The records below hold a stretch from the line with "filename src/storage/schema.rs" through the line with "process has the"; return exactly those lines, ends included, and nothing more.

* **EXTRACTED INFORMATION**:

▼▼▼

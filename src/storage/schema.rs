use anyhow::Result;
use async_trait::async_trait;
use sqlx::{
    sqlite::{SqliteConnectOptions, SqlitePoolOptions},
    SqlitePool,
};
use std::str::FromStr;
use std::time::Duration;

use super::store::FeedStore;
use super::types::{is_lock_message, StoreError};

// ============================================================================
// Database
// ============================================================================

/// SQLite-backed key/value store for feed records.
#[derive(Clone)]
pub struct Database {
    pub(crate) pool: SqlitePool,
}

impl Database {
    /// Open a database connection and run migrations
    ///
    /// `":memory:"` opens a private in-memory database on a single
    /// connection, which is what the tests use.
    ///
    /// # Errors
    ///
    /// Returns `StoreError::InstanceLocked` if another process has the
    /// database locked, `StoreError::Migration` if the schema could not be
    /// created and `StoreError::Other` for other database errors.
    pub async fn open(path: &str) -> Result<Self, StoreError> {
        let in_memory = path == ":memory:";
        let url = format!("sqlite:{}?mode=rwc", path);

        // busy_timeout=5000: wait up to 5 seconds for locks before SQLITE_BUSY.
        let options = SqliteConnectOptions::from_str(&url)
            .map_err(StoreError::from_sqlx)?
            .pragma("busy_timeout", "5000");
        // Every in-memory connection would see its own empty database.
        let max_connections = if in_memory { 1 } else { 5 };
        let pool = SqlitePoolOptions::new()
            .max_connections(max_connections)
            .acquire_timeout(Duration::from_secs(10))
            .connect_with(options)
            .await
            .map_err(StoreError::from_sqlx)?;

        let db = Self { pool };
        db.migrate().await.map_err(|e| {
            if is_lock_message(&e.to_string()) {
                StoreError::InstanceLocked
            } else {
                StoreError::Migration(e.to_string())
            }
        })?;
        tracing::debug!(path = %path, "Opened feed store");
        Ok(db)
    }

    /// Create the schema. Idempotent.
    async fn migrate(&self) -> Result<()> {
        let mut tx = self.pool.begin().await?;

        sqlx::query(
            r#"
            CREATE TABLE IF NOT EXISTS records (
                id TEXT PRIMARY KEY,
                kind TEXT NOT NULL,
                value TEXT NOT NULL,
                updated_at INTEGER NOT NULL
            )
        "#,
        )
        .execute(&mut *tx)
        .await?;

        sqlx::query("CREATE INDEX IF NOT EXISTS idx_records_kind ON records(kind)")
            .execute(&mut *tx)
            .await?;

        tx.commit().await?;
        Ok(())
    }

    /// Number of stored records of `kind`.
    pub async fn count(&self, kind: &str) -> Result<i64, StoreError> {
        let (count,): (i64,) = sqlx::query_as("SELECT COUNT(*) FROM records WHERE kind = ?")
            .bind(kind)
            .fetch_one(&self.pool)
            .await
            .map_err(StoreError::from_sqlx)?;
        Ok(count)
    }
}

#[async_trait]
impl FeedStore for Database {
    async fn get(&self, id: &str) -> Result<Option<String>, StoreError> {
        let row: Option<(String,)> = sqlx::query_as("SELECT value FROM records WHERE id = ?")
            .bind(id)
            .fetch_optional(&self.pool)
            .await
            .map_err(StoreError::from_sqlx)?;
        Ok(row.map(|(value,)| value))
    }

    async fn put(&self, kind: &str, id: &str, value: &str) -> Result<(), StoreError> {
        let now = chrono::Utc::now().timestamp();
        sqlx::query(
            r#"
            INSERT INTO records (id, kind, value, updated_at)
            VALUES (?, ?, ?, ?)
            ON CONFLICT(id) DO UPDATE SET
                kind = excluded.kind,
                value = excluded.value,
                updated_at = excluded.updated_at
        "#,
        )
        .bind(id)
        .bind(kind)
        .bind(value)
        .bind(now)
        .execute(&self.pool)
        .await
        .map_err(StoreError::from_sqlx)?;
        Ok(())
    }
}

▲▲▲
▼▼▼

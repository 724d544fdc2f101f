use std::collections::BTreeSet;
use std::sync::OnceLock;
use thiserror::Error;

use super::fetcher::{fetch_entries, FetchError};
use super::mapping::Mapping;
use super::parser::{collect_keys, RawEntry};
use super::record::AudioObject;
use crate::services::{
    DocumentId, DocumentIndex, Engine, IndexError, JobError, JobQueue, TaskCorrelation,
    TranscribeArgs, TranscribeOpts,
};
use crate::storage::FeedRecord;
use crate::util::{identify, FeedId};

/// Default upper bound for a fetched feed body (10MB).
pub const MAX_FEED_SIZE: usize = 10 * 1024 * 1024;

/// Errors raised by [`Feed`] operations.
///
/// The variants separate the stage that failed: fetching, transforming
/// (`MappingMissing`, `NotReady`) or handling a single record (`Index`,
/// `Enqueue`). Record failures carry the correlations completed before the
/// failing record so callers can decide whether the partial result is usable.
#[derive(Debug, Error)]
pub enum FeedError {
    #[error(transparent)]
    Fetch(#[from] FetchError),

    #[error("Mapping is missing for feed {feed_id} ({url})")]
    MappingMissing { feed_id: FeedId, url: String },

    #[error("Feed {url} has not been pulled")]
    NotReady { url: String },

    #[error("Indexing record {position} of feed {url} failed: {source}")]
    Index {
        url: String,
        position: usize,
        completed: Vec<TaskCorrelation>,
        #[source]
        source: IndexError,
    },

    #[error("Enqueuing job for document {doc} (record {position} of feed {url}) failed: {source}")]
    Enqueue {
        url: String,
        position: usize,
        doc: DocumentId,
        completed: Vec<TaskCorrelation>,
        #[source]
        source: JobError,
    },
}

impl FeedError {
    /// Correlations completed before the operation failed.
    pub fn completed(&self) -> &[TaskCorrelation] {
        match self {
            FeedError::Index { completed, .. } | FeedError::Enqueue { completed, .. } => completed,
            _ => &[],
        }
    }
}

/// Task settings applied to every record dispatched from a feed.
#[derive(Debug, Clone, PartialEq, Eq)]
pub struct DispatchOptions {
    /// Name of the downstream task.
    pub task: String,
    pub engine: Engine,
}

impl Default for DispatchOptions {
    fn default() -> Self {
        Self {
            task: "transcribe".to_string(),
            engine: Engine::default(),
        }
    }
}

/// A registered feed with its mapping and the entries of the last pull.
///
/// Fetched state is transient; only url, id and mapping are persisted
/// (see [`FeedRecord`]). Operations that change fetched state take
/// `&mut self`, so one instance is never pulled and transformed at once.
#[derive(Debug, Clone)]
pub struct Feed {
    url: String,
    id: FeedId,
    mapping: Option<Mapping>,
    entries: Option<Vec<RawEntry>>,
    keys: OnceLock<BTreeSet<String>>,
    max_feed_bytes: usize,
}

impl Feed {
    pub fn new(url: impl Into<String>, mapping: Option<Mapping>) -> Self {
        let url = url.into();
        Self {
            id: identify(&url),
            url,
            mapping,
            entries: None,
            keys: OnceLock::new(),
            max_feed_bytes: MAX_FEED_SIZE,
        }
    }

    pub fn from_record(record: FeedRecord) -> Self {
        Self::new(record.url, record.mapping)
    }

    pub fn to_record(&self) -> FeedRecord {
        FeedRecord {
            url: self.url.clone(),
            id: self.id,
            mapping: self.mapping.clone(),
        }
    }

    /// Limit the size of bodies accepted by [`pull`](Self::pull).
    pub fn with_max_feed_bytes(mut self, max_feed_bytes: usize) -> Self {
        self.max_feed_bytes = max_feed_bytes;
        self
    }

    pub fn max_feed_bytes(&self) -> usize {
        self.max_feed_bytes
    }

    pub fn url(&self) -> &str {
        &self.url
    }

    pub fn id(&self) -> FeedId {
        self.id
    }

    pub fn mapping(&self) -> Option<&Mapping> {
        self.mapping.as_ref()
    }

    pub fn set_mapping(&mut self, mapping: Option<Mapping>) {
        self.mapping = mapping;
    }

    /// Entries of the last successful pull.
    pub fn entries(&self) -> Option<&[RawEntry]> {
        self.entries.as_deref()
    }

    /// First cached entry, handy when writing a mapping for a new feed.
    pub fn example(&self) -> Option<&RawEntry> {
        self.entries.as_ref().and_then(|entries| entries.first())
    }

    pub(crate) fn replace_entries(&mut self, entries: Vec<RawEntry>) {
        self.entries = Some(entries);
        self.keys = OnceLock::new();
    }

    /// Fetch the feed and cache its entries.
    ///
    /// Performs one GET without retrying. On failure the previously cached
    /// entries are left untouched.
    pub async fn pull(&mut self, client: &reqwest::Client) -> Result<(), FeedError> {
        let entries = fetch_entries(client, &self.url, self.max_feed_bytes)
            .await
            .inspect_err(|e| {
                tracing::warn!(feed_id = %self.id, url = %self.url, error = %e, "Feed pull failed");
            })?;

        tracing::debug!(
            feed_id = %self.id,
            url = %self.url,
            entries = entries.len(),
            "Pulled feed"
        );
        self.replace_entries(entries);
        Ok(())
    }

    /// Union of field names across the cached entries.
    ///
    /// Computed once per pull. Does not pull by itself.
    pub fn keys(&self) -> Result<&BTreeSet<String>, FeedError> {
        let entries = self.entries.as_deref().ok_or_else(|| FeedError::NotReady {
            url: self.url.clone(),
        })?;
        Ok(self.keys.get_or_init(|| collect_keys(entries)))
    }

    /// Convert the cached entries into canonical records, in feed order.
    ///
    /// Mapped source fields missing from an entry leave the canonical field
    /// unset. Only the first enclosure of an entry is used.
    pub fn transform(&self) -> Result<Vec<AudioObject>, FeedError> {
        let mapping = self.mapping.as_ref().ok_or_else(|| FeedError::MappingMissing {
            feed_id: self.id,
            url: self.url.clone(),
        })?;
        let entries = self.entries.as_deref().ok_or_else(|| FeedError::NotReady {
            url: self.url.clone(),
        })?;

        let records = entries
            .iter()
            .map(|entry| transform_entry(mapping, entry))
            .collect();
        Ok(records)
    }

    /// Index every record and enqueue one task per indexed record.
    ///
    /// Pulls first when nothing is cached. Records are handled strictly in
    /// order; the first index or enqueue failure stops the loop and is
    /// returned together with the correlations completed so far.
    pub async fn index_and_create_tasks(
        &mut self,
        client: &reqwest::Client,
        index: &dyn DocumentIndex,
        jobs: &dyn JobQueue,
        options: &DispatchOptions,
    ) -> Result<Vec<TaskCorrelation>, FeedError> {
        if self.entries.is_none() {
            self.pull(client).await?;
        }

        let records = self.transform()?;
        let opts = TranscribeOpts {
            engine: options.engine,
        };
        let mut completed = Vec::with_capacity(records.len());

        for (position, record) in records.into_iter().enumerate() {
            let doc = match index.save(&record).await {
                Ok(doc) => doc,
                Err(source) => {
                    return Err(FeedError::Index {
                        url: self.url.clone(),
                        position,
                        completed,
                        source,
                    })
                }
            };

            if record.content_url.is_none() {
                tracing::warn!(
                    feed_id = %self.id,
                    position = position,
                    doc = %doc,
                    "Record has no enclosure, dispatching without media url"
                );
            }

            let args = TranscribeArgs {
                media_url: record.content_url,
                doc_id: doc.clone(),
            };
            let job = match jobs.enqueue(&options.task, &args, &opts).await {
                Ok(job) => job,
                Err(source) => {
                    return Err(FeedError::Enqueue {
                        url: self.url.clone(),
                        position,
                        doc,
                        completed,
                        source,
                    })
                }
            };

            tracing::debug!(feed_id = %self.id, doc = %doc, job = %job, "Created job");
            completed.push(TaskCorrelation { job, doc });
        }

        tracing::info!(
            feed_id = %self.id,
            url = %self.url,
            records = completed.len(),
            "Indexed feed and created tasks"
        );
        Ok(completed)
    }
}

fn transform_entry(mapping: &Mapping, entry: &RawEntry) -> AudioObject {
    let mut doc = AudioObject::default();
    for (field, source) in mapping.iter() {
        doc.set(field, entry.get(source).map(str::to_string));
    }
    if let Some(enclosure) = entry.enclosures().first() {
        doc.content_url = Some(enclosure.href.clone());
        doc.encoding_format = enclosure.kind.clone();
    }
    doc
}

▲▲▲

* **ANSWER TO THIS EXERCISE**:
filename src/storage/schema.rs
use anyhow::Result;
use async_trait::async_trait;
use sqlx::{
    sqlite::{SqliteConnectOptions, SqlitePoolOptions},
    SqlitePool,
};
use std::str::FromStr;
use std::time::Duration;

use super::store::FeedStore;
use super::types::{is_lock_message, StoreError};

// ============================================================================
// Database
// ============================================================================

/// SQLite-backed key/value store for feed records.
#[derive(Clone)]
pub struct Database {
    pub(crate) pool: SqlitePool,
}

impl Database {
    /// Open a database connection and run migrations
    ///
    /// `":memory:"` opens a private in-memory database on a single
    /// connection, which is what the tests use.
    ///
    /// # Errors
    ///
    /// Returns `StoreError::InstanceLocked` if another process has the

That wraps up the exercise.